43. Pois que, sem prejuízo de eventuais imperfeições na suscitação é inegável (e resulta clarividente do excerto citado das suas alegações de recurso de Apelação) ter a Recorrente colocado clarividentemente a questão da constitucionalidade da aplicação da norma com a interpretação que lhe foi dada pela Relação.
44. Visto que, é precisamente aplicando essa norma e com essa interpretação que a Relação decide no sentido da não homologação do Plano.
45. Fazendo tábua rasa da inconstitucionalidade de tal norma, se e quando interpretada nesse sentido, tal como havia sido suscitado pela Recorrente nas suas alegações de Recurso de Apelação.
46. Com efeito, mal se compreende de que forma conclui o Exmo.
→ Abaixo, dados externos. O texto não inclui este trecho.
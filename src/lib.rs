#![allow(clippy::module_inception)]

use std::{fmt::Display, rc::Rc};

use crate::errors::errors::{Error, ErrorTip};

pub mod config;
pub mod errors;
pub mod lexer;
pub mod macros;
pub mod parser;
pub mod symbols;

extern crate regex;

pub use parser::parser::{analyze, analyze_with, Analysis, Outcome};

#[derive(Debug, Clone, PartialEq, Eq)]
pub struct Position {
    pub line: u32,
    pub column: u32,
    pub file: Rc<String>,
}

impl Position {
    pub fn new(line: u32, column: u32, file: Rc<String>) -> Self {
        Position { line, column, file }
    }

    pub fn null() -> Self {
        Position::new(0, 0, Rc::new(String::from("<null>")))
    }
}

impl Display for Position {
    fn fmt(&self, f: &mut std::fmt::Formatter<'_>) -> std::fmt::Result {
        write!(f, "{}:{}:{}", self.file, self.line, self.column)
    }
}

/// Returns the text of the 1-based `line` of `content`, without its line
/// terminator, or `None` if the source is shorter than that.
pub fn get_line_at_position(content: &str, line: u32) -> Option<&str> {
    if line == 0 {
        return None;
    }

    content
        .split('\n')
        .nth((line - 1) as usize)
        .map(|text| text.trim_end_matches('\r'))
}


/// Renders a diagnostic with the offending source line and a caret under
/// the reported column.
pub fn render_error(error: &Error, source: &str) -> String {
    /*
        Error: message
        -> final.pl0:20:9
           |
        20 | x := a / 0;
           | --------^
    */

    let position = error.get_position();
    let line_string = position.line.to_string();
    let padding = line_string.len() + 2;

    let mut rendered = String::new();

    rendered.push_str(&format!(
        "Error: {} ({})\n",
        error.get_error_name(),
        error.get_message()
    ));
    rendered.push_str(&format!("-> {}\n", position));

    if let Some(line_text) = get_line_at_position(source, position.line) {
        rendered.push_str(&format!("{:>padding$}\n", "|"));

        let (line_text_removed, removed_whitespace) = remove_starting_whitespace(line_text);
        rendered.push_str(&format!("{} | {}\n", line_string, line_text_removed.trim_end()));

        let arrows = (position.column as usize)
            .saturating_sub(removed_whitespace)
            .max(1);

        rendered.push_str(&format!("{:>padding$} {:->arrows$}\n", "|", "^"));
    }

    if let ErrorTip::Suggestion(tip) = error.get_tip() {
        rendered.push_str(&format!("{:>padding$} help: {}\n", "=", tip));
    }

    rendered
}

fn remove_starting_whitespace(string: &str) -> (String, usize) {
    let mut start = 0;
    for c in string.chars() {
        if c == ' ' {
            start += 1;
        } else {
            break;
        }
    }

    (String::from(&string[start..]), start)
}
use std::fmt::Display;

use thiserror::Error;

use crate::{symbols::symbol::DataType, Position};

#[derive(Debug, Clone)]
pub struct Error {
    internal_error: ErrorImpl,
    position: Position,
    token: String,
}

impl Error {
    pub fn new(error_impl: ErrorImpl, position: Position, token: String) -> Self {
        Error {
            internal_error: error_impl,
            position,
            token,
        }
    }

    pub fn get_position(&self) -> &Position {
        &self.position
    }

    /// The lexeme of the token the error was reported near.
    pub fn get_token(&self) -> &str {
        &self.token
    }

    pub fn get_error_impl(&self) -> &ErrorImpl {
        &self.internal_error
    }

    pub fn get_error_name(&self) -> &str {
        match &self.internal_error {
            ErrorImpl::IdentifierTooLong { .. } => "IdentifierTooLong",
            ErrorImpl::NumberTooLong { .. } => "NumberTooLong",
            ErrorImpl::UnknownCharacter { .. } => "UnknownCharacter",
            ErrorImpl::LoneColon => "LoneColon",
            ErrorImpl::UnexpectedToken { .. } => "UnexpectedToken",
            ErrorImpl::MissingSemicolon { .. } => "MissingSemicolon",
            ErrorImpl::ExpectedStatement => "ExpectedStatement",
            ErrorImpl::ExpectedEnd => "ExpectedEnd",
            ErrorImpl::MissingRelationalOperator => "MissingRelationalOperator",
            ErrorImpl::EmptyParameterList => "EmptyParameterList",
            ErrorImpl::TrailingTokens => "TrailingTokens",
            ErrorImpl::AlreadyDeclared { .. } => "AlreadyDeclared",
            ErrorImpl::NotDeclared { .. } => "NotDeclared",
            ErrorImpl::NotAVariable { .. } => "NotAVariable",
            ErrorImpl::NotAProcedure { .. } => "NotAProcedure",
            ErrorImpl::NotAValue { .. } => "NotAValue",
            ErrorImpl::NotAnArray { .. } => "NotAnArray",
            ErrorImpl::MissingSubscript { .. } => "MissingSubscript",
            ErrorImpl::IndexOutOfBounds { .. } => "IndexOutOfBounds",
            ErrorImpl::NonIntegerIndex { .. } => "NonIntegerIndex",
            ErrorImpl::OperandTypeMismatch { .. } => "OperandTypeMismatch",
            ErrorImpl::UnaryTypeMismatch { .. } => "UnaryTypeMismatch",
            ErrorImpl::AssignmentTypeMismatch { .. } => "AssignmentTypeMismatch",
            ErrorImpl::ArgumentCountMismatch { .. } => "ArgumentCountMismatch",
            ErrorImpl::ArgumentTypeMismatch { .. } => "ArgumentTypeMismatch",
            ErrorImpl::DivisionByZero => "DivisionByZero",
            ErrorImpl::ModuloByZero => "ModuloByZero",
            ErrorImpl::LoopVariableNotInteger { .. } => "LoopVariableNotInteger",
            ErrorImpl::LoopBoundNotInteger { .. } => "LoopBoundNotInteger",
            ErrorImpl::OddOperandNotInteger { .. } => "OddOperandNotInteger",
            ErrorImpl::TooManyParameters { .. } => "TooManyParameters",
            ErrorImpl::NestingTooDeep { .. } => "NestingTooDeep",
            ErrorImpl::SymbolTableFull { .. } => "SymbolTableFull",
        }
    }

    /// The diagnostic text, including the token it was reported near.
    pub fn get_message(&self) -> String {
        if self.token.is_empty() {
            self.internal_error.to_string()
        } else {
            format!("{}, near `{}`", self.internal_error, self.token)
        }
    }

    pub fn get_tip(&self) -> ErrorTip {
        match &self.internal_error {
            ErrorImpl::LoneColon => ErrorTip::Suggestion(String::from("did you mean `:=`?")),
            ErrorImpl::MissingSemicolon { .. } => {
                ErrorTip::Suggestion(String::from("did you miss a semicolon?"))
            }
            ErrorImpl::EmptyParameterList => {
                ErrorTip::Suggestion(String::from("omit the parentheses for a procedure without parameters"))
            }
            ErrorImpl::MissingSubscript { name } => {
                ErrorTip::Suggestion(format!("use `{}[index]` to access a single element", name))
            }
            ErrorImpl::NotDeclared { name } => {
                ErrorTip::Suggestion(format!("declare `{}` with CONST or VAR before using it", name))
            }
            ErrorImpl::IdentifierTooLong { max, .. } => {
                ErrorTip::Suggestion(format!("identifiers are limited to {} characters", max))
            }
            ErrorImpl::NumberTooLong { max, .. } => {
                ErrorTip::Suggestion(format!("numbers are limited to {} digits", max))
            }
            _ => ErrorTip::None,
        }
    }

    pub fn category(&self) -> ErrorCategory {
        match &self.internal_error {
            ErrorImpl::IdentifierTooLong { .. }
            | ErrorImpl::NumberTooLong { .. }
            | ErrorImpl::UnknownCharacter { .. }
            | ErrorImpl::LoneColon => ErrorCategory::Lexical,
            ErrorImpl::UnexpectedToken { .. }
            | ErrorImpl::MissingSemicolon { .. }
            | ErrorImpl::ExpectedStatement
            | ErrorImpl::ExpectedEnd
            | ErrorImpl::MissingRelationalOperator
            | ErrorImpl::EmptyParameterList
            | ErrorImpl::TrailingTokens => ErrorCategory::Syntactic,
            _ => ErrorCategory::Semantic,
        }
    }
}

impl Display for Error {
    fn fmt(&self, f: &mut std::fmt::Formatter<'_>) -> std::fmt::Result {
        write!(f, "{}: {}", self.position, self.get_message())
    }
}

impl std::error::Error for Error {}

pub enum ErrorTip {
    None,
    Suggestion(String),
}

impl Display for ErrorTip {
    fn fmt(&self, f: &mut std::fmt::Formatter<'_>) -> std::fmt::Result {
        match self {
            ErrorTip::None => write!(f, ""),
            ErrorTip::Suggestion(suggestion) => write!(f, "{}", suggestion),
        }
    }
}

#[derive(Debug, Clone, Copy, PartialEq, Eq)]
pub enum ErrorCategory {
    Lexical,
    Syntactic,
    Semantic,
}

#[derive(Error, Debug, Clone, PartialEq, Eq)]
pub enum ErrorImpl {
    // Lexical
    #[error("identifier '{identifier}' is longer than {max} characters")]
    IdentifierTooLong { identifier: String, max: usize },
    #[error("number '{number}' is longer than {max} digits")]
    NumberTooLong { number: String, max: usize },
    #[error("unknown character '{character}'")]
    UnknownCharacter { character: char },
    #[error("unexpected character ':'")]
    LoneColon,

    // Syntactic
    #[error("expected {expected}")]
    UnexpectedToken { expected: String },
    #[error("expected ';' {context}")]
    MissingSemicolon { context: String },
    #[error("expected a statement, ';' or 'END'")]
    ExpectedStatement,
    #[error("expected 'END' to close the BEGIN ... END block")]
    ExpectedEnd,
    #[error("expected a relational operator (=, <>, <, <=, >, >=) in condition")]
    MissingRelationalOperator,
    #[error("an empty parameter list '()' is not allowed")]
    EmptyParameterList,
    #[error("unexpected tokens after the final '.'")]
    TrailingTokens,

    // Semantic
    #[error("'{name}' is already declared in this scope")]
    AlreadyDeclared { name: String },
    #[error("'{name}' is not declared")]
    NotDeclared { name: String },
    #[error("'{name}' is not a variable")]
    NotAVariable { name: String },
    #[error("'{name}' is not a procedure")]
    NotAProcedure { name: String },
    #[error("procedure '{name}' cannot be used as a value")]
    NotAValue { name: String },
    #[error("'{name}' is not an array, cannot use subscript")]
    NotAnArray { name: String },
    #[error("array '{name}' cannot be used without a subscript")]
    MissingSubscript { name: String },
    #[error(
        "array index [{}] for array '{}' is out of bounds (size: {}, valid indices: 0..{})",
        .index, .name, .size, .size - 1
    )]
    IndexOutOfBounds { name: String, index: i32, size: i32 },
    #[error("array index must be an INTEGER expression, found {found}")]
    NonIntegerIndex { found: DataType },
    #[error("type mismatch for operator '{operator}': both operands must be INTEGER, found {left} and {right}")]
    OperandTypeMismatch {
        operator: String,
        left: DataType,
        right: DataType,
    },
    #[error("unary operator '{operator}' can only be applied to an INTEGER, found {found}")]
    UnaryTypeMismatch { operator: String, found: DataType },
    #[error("type mismatch in assignment to '{name}': expected {expected}, found {received}")]
    AssignmentTypeMismatch {
        name: String,
        expected: DataType,
        received: DataType,
    },
    #[error("incorrect number of arguments for procedure '{procedure}': expected {expected}, got {received}")]
    ArgumentCountMismatch {
        procedure: String,
        expected: usize,
        received: usize,
    },
    #[error("type mismatch for argument {argument} of procedure '{procedure}': expected {expected}, got {received}")]
    ArgumentTypeMismatch {
        procedure: String,
        argument: usize,
        expected: DataType,
        received: DataType,
    },
    #[error("division by constant zero")]
    DivisionByZero,
    #[error("modulo by constant zero")]
    ModuloByZero,
    #[error("loop control variable '{name}' must be an INTEGER variable")]
    LoopVariableNotInteger { name: String },
    #[error("FOR loop {bound} expression must be INTEGER, found {found}")]
    LoopBoundNotInteger { bound: String, found: DataType },
    #[error("operand of ODD must be an INTEGER expression, found {found}")]
    OddOperandNotInteger { found: DataType },
    #[error("procedure '{procedure}' has more than {max} parameters")]
    TooManyParameters { procedure: String, max: usize },
    #[error("maximum nesting depth of {max} exceeded")]
    NestingTooDeep { max: usize },
    #[error("symbol table overflow (capacity {max})")]
    SymbolTableFull { max: usize },
}
use crate::{
    errors::errors::{Error, ErrorImpl},
    lexer::tokens::TokenKind,
    symbols::symbol::{DataType, SymbolKind},
};

use super::{
    expr::{parse_condition, parse_expression, parse_subscript, skip_subscript},
    parser::Parser,
    properties::SemanticProperties,
    recovery::{synchronize, SyncSet},
};

/// Parses one statement. A token that starts no statement leaves the
/// empty statement, which consumes nothing.
pub fn parse_stmt(parser: &mut Parser) -> Result<(), Error> {
    let stmt_fn = parser.get_stmt_lookup().get(&parser.current_token_kind()).copied();

    match stmt_fn {
        Some(stmt_fn) => stmt_fn(parser),
        None => Ok(()),
    }
}

/// `Statement {";" Statement}`, stopping before `END`, `.` or end of input.
///
/// A missing separator or a stray token is reported and skipped so that
/// the following statements are still analyzed.
pub fn parse_stmt_sequence(parser: &mut Parser) -> Result<(), Error> {
    parse_stmt(parser)?;

    loop {
        let kind = parser.current_token_kind();

        match kind {
            TokenKind::Semicolon => {
                parser.advance()?;
                parse_stmt(parser)?;
            }
            TokenKind::End | TokenKind::Dot | TokenKind::EOF => return Ok(()),
            _ if parser.starts_statement(kind) => {
                let previous = parser.previous_token().clone();
                parser.report_at(
                    ErrorImpl::MissingSemicolon {
                        context: String::from("between statements"),
                    },
                    &previous,
                );
                parse_stmt(parser)?;
            }
            _ => {
                let stray = parser.current_token().clone();
                parser.report_at(ErrorImpl::ExpectedStatement, &stray);

                let sync = SyncSet::statement_sequence(parser);
                synchronize(parser, &sync)?;

                if parser.starts_statement(parser.current_token_kind()) {
                    parse_stmt(parser)?;
                }
            }
        }
    }
}

/// `Ident ["[" Expression "]"] ":=" Expression`
pub fn parse_assignment_stmt(parser: &mut Parser) -> Result<(), Error> {
    let identifier = parser.expect(TokenKind::Identifier, "an identifier")?;
    let name = identifier.value.clone();

    let target_type = match parser.symbols().resolve(&name) {
        None => {
            parser.report_at(ErrorImpl::NotDeclared { name: name.clone() }, &identifier);
            skip_subscript(parser)?;
            DataType::Error
        }
        Some(index) if parser.symbols()[index].kind != SymbolKind::Var => {
            parser.report_at(ErrorImpl::NotAVariable { name: name.clone() }, &identifier);
            skip_subscript(parser)?;
            DataType::Error
        }
        Some(index) => {
            let symbol = parser.symbols()[index].clone();
            let subscripted = parser.current_token_kind() == TokenKind::OpenBracket;

            match (symbol.is_array(), subscripted) {
                (true, true) => parse_subscript(parser, &symbol, &identifier)?,
                (true, false) => {
                    parser.report_at(ErrorImpl::MissingSubscript { name: name.clone() }, &identifier);
                    DataType::Error
                }
                (false, true) => {
                    parser.report_at(ErrorImpl::NotAnArray { name: name.clone() }, &identifier);
                    skip_subscript(parser)?;
                    DataType::Error
                }
                (false, false) => symbol.data_type,
            }
        }
    };

    parser.expect(TokenKind::Assignment, "':=' in assignment")?;
    let value = parse_expression(parser)?;

    if target_type != DataType::Error && !value.is_error() && value.data_type != target_type {
        parser.report_at(
            ErrorImpl::AssignmentTypeMismatch {
                name,
                expected: target_type,
                received: value.data_type,
            },
            &identifier,
        );
    }

    Ok(())
}

/// `"CALL" Ident ["(" [Expression {"," Expression}] ")"]`
pub fn parse_call_stmt(parser: &mut Parser) -> Result<(), Error> {
    parser.expect(TokenKind::Call, "'CALL'")?;
    let identifier = parser.expect(TokenKind::Identifier, "a procedure name after 'CALL'")?;
    let name = identifier.value.clone();

    let arguments = parse_arguments(parser)?;

    let procedure = match parser.symbols().resolve(&name) {
        None => {
            parser.report_at(ErrorImpl::NotDeclared { name }, &identifier);
            return Ok(());
        }
        Some(index) if parser.symbols()[index].kind != SymbolKind::Procedure => {
            parser.report_at(ErrorImpl::NotAProcedure { name }, &identifier);
            return Ok(());
        }
        Some(index) => parser.symbols()[index].clone(),
    };

    if arguments.len() != procedure.param_count() {
        parser.report_at(
            ErrorImpl::ArgumentCountMismatch {
                procedure: name,
                expected: procedure.param_count(),
                received: arguments.len(),
            },
            &identifier,
        );
        return Ok(());
    }

    for (argument, (actual, formal)) in arguments.iter().zip(&procedure.parameters).enumerate() {
        if actual.is_error() || actual.data_type == formal.data_type {
            continue;
        }

        parser.report_at(
            ErrorImpl::ArgumentTypeMismatch {
                procedure: name.clone(),
                argument: argument + 1,
                expected: formal.data_type,
                received: actual.data_type,
            },
            &identifier,
        );
    }

    Ok(())
}

fn parse_arguments(parser: &mut Parser) -> Result<Vec<SemanticProperties>, Error> {
    let mut arguments = Vec::new();

    if parser.current_token_kind() != TokenKind::OpenParen {
        return Ok(arguments);
    }

    parser.advance()?;

    if parser.current_token_kind() != TokenKind::CloseParen {
        arguments.push(parse_expression(parser)?);

        while parser.current_token_kind() == TokenKind::Comma {
            parser.advance()?;
            arguments.push(parse_expression(parser)?);
        }
    }

    parser.expect(TokenKind::CloseParen, "',' or ')' in argument list")?;

    Ok(arguments)
}

/// `"BEGIN" Statement {";" Statement} "END"`
pub fn parse_compound_stmt(parser: &mut Parser) -> Result<(), Error> {
    parser.expect(TokenKind::Begin, "'BEGIN'")?;
    parse_stmt_sequence(parser)?;

    if parser.current_token_kind() == TokenKind::End {
        parser.advance()?;
        return Ok(());
    }

    // Nothing left to close the block with; point at where END should be
    let at = if matches!(parser.current_token_kind(), TokenKind::Dot | TokenKind::EOF) {
        parser.current_token().clone()
    } else {
        parser.previous_token().clone()
    };
    parser.report_at(ErrorImpl::ExpectedEnd, &at);

    Ok(())
}

/// `"IF" Condition "THEN" Statement ["ELSE" Statement]`
pub fn parse_if_stmt(parser: &mut Parser) -> Result<(), Error> {
    parser.expect(TokenKind::If, "'IF'")?;
    parse_condition(parser)?;
    parser.expect(TokenKind::Then, "'THEN' after condition")?;
    parse_stmt(parser)?;

    if parser.current_token_kind() == TokenKind::Else {
        parser.advance()?;
        parse_stmt(parser)?;
    }

    Ok(())
}

/// `"WHILE" Condition "DO" Statement`
pub fn parse_while_stmt(parser: &mut Parser) -> Result<(), Error> {
    parser.expect(TokenKind::While, "'WHILE'")?;
    parse_condition(parser)?;
    parser.expect(TokenKind::Do, "'DO' after condition")?;

    parse_stmt(parser)
}

/// `"FOR" Ident ":=" Expression "TO" Expression "DO" Statement`
pub fn parse_for_stmt(parser: &mut Parser) -> Result<(), Error> {
    parser.expect(TokenKind::For, "'FOR'")?;
    let identifier = parser.expect(TokenKind::Identifier, "a loop variable after 'FOR'")?;
    let name = identifier.value.clone();

    match parser.symbols().resolve(&name) {
        None => parser.report_at(ErrorImpl::NotDeclared { name }, &identifier),
        Some(index) if !parser.symbols()[index].is_scalar_integer() => {
            parser.report_at(ErrorImpl::LoopVariableNotInteger { name }, &identifier)
        }
        Some(_) => {}
    }

    parser.expect(TokenKind::Assignment, "':=' after loop variable")?;
    let start = parse_expression(parser)?;
    check_loop_bound(parser, "start", start);

    parser.expect(TokenKind::To, "'TO' in FOR loop")?;
    let end = parse_expression(parser)?;
    check_loop_bound(parser, "end", end);

    parser.expect(TokenKind::Do, "'DO' in FOR loop")?;

    parse_stmt(parser)
}

fn check_loop_bound(parser: &mut Parser, bound: &str, properties: SemanticProperties) {
    if properties.is_error() || properties.data_type == DataType::Integer {
        return;
    }

    let at = parser.previous_token().clone();
    parser.report_at(
        ErrorImpl::LoopBoundNotInteger {
            bound: String::from(bound),
            found: properties.data_type,
        },
        &at,
    );
}
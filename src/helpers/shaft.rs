//! Torsional behavior of a two node bar

use log::warn;

use super::bar::{self, bar_jacobian};
use super::{ElementHelper, HelperKind, IsoDomain};
use crate::elements::Element;
use crate::error::FEAResult;
use crate::math::{linear_shape_functions, IsoPoint, LinearShapeSet, Mat, Vector};
use crate::permutation::Dof;
use crate::results::Force;

/// Torsional stiffness `GJ` with linear interpolation of Rx
#[derive(Debug, Clone, Copy, Default)]
pub struct ShaftHelper;

impl ShaftHelper {
    fn shape(elm: &Element) -> &'static LinearShapeSet {
        linear_shape_functions(
            elm.start_release().constraint(Dof::Rx),
            elm.end_release().constraint(Dof::Rx),
        )
    }
}

impl ElementHelper for ShaftHelper {
    fn kind(&self) -> HelperKind {
        HelperKind::Shaft
    }

    fn dofs_per_node(&self) -> &'static [Dof] {
        &[Dof::Rx]
    }

    fn domain(&self) -> IsoDomain {
        IsoDomain::Line
    }

    fn check(&self, elm: &Element) -> FEAResult<()> {
        bar::check_bar(elm, "shaft")?;
        if elm.start_release().rx.is_released() && elm.end_release().rx.is_released() {
            warn!("element {}: both torsional DOFs released, shaft has no stiffness", elm.id());
        }
        Ok(())
    }

    /// Rows `[N, dN/dx]`
    fn n_matrix_at(&self, elm: &Element, iso: IsoPoint) -> FEAResult<Mat> {
        bar::check_xi(elm, iso)?;
        let j = bar_jacobian(elm)?;
        let s = Self::shape(elm);
        let xi = iso.xi;

        #[rustfmt::skip]
        let n = Mat::from_row_slice(2, 2, &[
            s.n1.evaluate(xi), s.n2.evaluate(xi),
            s.n1.evaluate_derivative(xi, 1) / j, s.n2.evaluate_derivative(xi, 1) / j,
        ]);
        Ok(n)
    }

    fn b_matrix_at(&self, elm: &Element, iso: IsoPoint) -> FEAResult<Mat> {
        Ok(self.n_matrix_at(elm, iso)?.rows(1, 1).into_owned())
    }

    fn d_matrix_at(&self, elm: &Element, iso: IsoPoint) -> FEAResult<Mat> {
        let (sec, mat) = bar::properties_at(elm, iso.xi)?;
        Ok(Mat::from_element(1, 1, mat.gxy * sec.j))
    }

    fn rho_matrix_at(&self, elm: &Element, iso: IsoPoint) -> FEAResult<Mat> {
        let (sec, mat) = bar::properties_at(elm, iso.xi)?;
        Ok(Mat::from_element(1, 1, mat.rho * sec.j))
    }

    fn mu_matrix_at(&self, elm: &Element, iso: IsoPoint) -> FEAResult<Mat> {
        let (sec, mat) = bar::properties_at(elm, iso.xi)?;
        Ok(Mat::from_element(1, 1, mat.mu * sec.j))
    }

    fn j_matrix_at(&self, elm: &Element, _iso: IsoPoint) -> FEAResult<Mat> {
        Ok(Mat::from_element(1, 1, bar_jacobian(elm)?))
    }

    fn interpolation_at(&self, elm: &Element, iso: IsoPoint) -> FEAResult<Mat> {
        Ok(self.n_matrix_at(elm, iso)?.rows(0, 1).into_owned())
    }

    fn n_max_order(&self, _elm: &Element) -> FEAResult<[usize; 3]> {
        Ok([1, 0, 0])
    }

    fn b_max_order(&self, _elm: &Element) -> FEAResult<[usize; 3]> {
        Ok([0, 0, 0])
    }

    fn det_j_order(&self, _elm: &Element) -> FEAResult<[usize; 3]> {
        Ok([0, 0, 0])
    }

    fn property_order(&self, elm: &Element) -> FEAResult<[usize; 3]> {
        bar::property_order(elm)
    }

    /// Torque `GJ * dtheta/dx`
    fn local_internal_force_at(&self, elm: &Element, u: &Vector, iso: IsoPoint) -> FEAResult<Force> {
        let twist_rate = (self.b_matrix_at(elm, iso)? * u)[0];
        let gj = self.d_matrix_at(elm, iso)?[(0, 0)];
        Ok(Force::new(0.0, 0.0, 0.0, gj * twist_rate, 0.0, 0.0))
    }
}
Senhor Juiz Conselheiro Relator que a Recorrente “não suscitou qualquer questão de constitucionalidade normativa”, porque, segundo sustentou, se “limitou” a “afirmar” “que a procedência do pedido de não homologação do Plano por suposta violação de normas aplicáveis apenas ao conteúdo respeitante aos créditos da Fazenda Nacional constitui naturalmente uma violação grosseira do princípio constitucional da proporcionalidade!”
47. A este propósito, cumpre questionar do que trata tal afirmação a que se “limitou” a Recorrente senão de colocar em crise a norma aplicada com esse sentido e interpretação, se a própria decisão se funda e sustenta nessa norma, que, no entendimento do Tribunal da Relação de Évora lhe dá causa?
48. De facto e tal como bem se depreende do teor das alegações de recurso da Recorrente, produzidas junto desse Tribunal a quo, nunca a Recorrente sustenta ou pretende sustentar que a decisão é inconstitucional em qua1quer outra parte que não a resultante da aplicação da norma e interpretação dos artigos 30.º, n.ºs 2 e 3, e 36.º, n.º 3 da LGT quando conjugados com o artigo 215.º do CIRE.
49. Ao contrário, tal como é reconhecido na decisão sumária ora em reclamação, a Recorrente suscitou previamente a questão da constitucionalidade invocando “que a procedência do pedido de não homologação do Plano por suposta violação de normas aplicáveis apenas ao conteúdo respeitante aos créditos da Fazenda Nacional constitui naturalmente uma violação grosseira do princípio constitucional da proporcionalidade!”
50. Ora ao referir-se às normas aplicáveis ao seu conteúdo é clarividente que ao que a Recorrente se reporta é precisamente às normas dos artigos 30.º, n.ºs 2 e 3, e 36.º, n.º 3 da LGT, pois que foram apenas estas que foram julgadas violadas.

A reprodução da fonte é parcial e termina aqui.